──────── Supplied material ────────

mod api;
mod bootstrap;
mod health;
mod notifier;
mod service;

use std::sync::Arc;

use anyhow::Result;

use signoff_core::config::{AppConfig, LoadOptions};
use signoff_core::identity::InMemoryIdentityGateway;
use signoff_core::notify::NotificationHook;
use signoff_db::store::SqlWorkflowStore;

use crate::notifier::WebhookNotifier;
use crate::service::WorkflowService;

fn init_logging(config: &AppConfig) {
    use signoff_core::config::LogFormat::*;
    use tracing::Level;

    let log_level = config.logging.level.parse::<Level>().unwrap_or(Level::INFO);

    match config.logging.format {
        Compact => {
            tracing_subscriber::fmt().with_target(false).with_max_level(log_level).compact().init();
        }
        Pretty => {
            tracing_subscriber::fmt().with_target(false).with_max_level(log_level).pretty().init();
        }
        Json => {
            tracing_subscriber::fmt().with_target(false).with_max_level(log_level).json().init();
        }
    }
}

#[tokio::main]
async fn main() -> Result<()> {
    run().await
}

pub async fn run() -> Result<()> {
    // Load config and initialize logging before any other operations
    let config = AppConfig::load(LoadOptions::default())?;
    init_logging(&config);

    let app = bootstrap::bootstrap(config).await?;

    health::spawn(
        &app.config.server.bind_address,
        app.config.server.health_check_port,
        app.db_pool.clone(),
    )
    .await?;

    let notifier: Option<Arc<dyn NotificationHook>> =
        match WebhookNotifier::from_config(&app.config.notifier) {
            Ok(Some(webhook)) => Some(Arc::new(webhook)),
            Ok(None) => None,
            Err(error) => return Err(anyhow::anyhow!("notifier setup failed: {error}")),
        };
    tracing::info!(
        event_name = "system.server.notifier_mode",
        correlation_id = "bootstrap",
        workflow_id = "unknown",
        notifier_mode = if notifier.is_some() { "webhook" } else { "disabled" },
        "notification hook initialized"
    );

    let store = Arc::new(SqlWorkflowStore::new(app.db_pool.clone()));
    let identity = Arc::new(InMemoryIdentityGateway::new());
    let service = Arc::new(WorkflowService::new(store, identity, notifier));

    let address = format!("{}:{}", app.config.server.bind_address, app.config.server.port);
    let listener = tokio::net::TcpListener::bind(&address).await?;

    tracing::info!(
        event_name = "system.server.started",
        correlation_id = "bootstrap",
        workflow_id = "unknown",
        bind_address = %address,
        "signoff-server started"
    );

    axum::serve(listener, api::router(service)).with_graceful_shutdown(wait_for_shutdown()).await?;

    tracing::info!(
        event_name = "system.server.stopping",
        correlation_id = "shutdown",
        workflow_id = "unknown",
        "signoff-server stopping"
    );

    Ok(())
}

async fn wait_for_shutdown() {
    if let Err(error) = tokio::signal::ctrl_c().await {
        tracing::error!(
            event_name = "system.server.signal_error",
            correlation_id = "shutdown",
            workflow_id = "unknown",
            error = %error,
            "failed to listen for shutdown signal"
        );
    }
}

────────
──────── Supplied material ────────

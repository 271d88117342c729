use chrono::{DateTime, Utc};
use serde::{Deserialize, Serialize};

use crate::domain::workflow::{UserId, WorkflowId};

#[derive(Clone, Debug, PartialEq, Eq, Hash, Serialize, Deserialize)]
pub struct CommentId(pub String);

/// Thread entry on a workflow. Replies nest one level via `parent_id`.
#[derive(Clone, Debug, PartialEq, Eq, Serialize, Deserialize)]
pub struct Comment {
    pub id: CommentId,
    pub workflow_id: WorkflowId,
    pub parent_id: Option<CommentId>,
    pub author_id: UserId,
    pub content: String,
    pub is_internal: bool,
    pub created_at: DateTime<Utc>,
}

────────
──────── Supplied material ────────

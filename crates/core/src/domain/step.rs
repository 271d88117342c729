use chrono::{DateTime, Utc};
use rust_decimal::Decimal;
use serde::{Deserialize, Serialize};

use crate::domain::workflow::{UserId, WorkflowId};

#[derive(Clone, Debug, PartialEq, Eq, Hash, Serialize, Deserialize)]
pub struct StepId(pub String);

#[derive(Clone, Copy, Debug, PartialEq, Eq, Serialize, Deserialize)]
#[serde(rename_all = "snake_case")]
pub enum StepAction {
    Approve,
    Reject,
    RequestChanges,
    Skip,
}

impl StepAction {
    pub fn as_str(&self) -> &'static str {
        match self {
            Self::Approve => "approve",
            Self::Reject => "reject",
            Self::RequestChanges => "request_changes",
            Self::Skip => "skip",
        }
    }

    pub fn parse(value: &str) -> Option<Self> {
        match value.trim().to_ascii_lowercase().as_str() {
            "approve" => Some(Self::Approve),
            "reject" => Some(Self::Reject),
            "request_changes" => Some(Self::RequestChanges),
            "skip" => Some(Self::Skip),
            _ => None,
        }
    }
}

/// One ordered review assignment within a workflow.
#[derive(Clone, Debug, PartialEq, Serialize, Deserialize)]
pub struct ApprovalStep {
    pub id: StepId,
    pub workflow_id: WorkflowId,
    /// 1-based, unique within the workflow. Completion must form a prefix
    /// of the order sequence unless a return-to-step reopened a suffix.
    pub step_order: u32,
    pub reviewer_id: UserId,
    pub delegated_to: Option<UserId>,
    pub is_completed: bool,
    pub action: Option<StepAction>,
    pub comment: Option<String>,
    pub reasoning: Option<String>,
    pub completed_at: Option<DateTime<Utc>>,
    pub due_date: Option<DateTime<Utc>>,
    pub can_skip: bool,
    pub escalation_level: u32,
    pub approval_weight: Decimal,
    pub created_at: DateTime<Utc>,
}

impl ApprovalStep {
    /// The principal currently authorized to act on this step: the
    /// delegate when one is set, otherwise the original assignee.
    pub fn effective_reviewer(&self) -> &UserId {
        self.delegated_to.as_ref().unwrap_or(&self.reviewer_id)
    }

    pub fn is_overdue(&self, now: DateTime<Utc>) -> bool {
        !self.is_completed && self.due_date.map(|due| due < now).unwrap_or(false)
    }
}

────────

* [Your assignment]: In the records above, find each line that holds the word "Approve"; copy all such lines.

* [Written solution]:
    Approve,
            Self::Approve => "approve",
            "approve" => Some(Self::Approve),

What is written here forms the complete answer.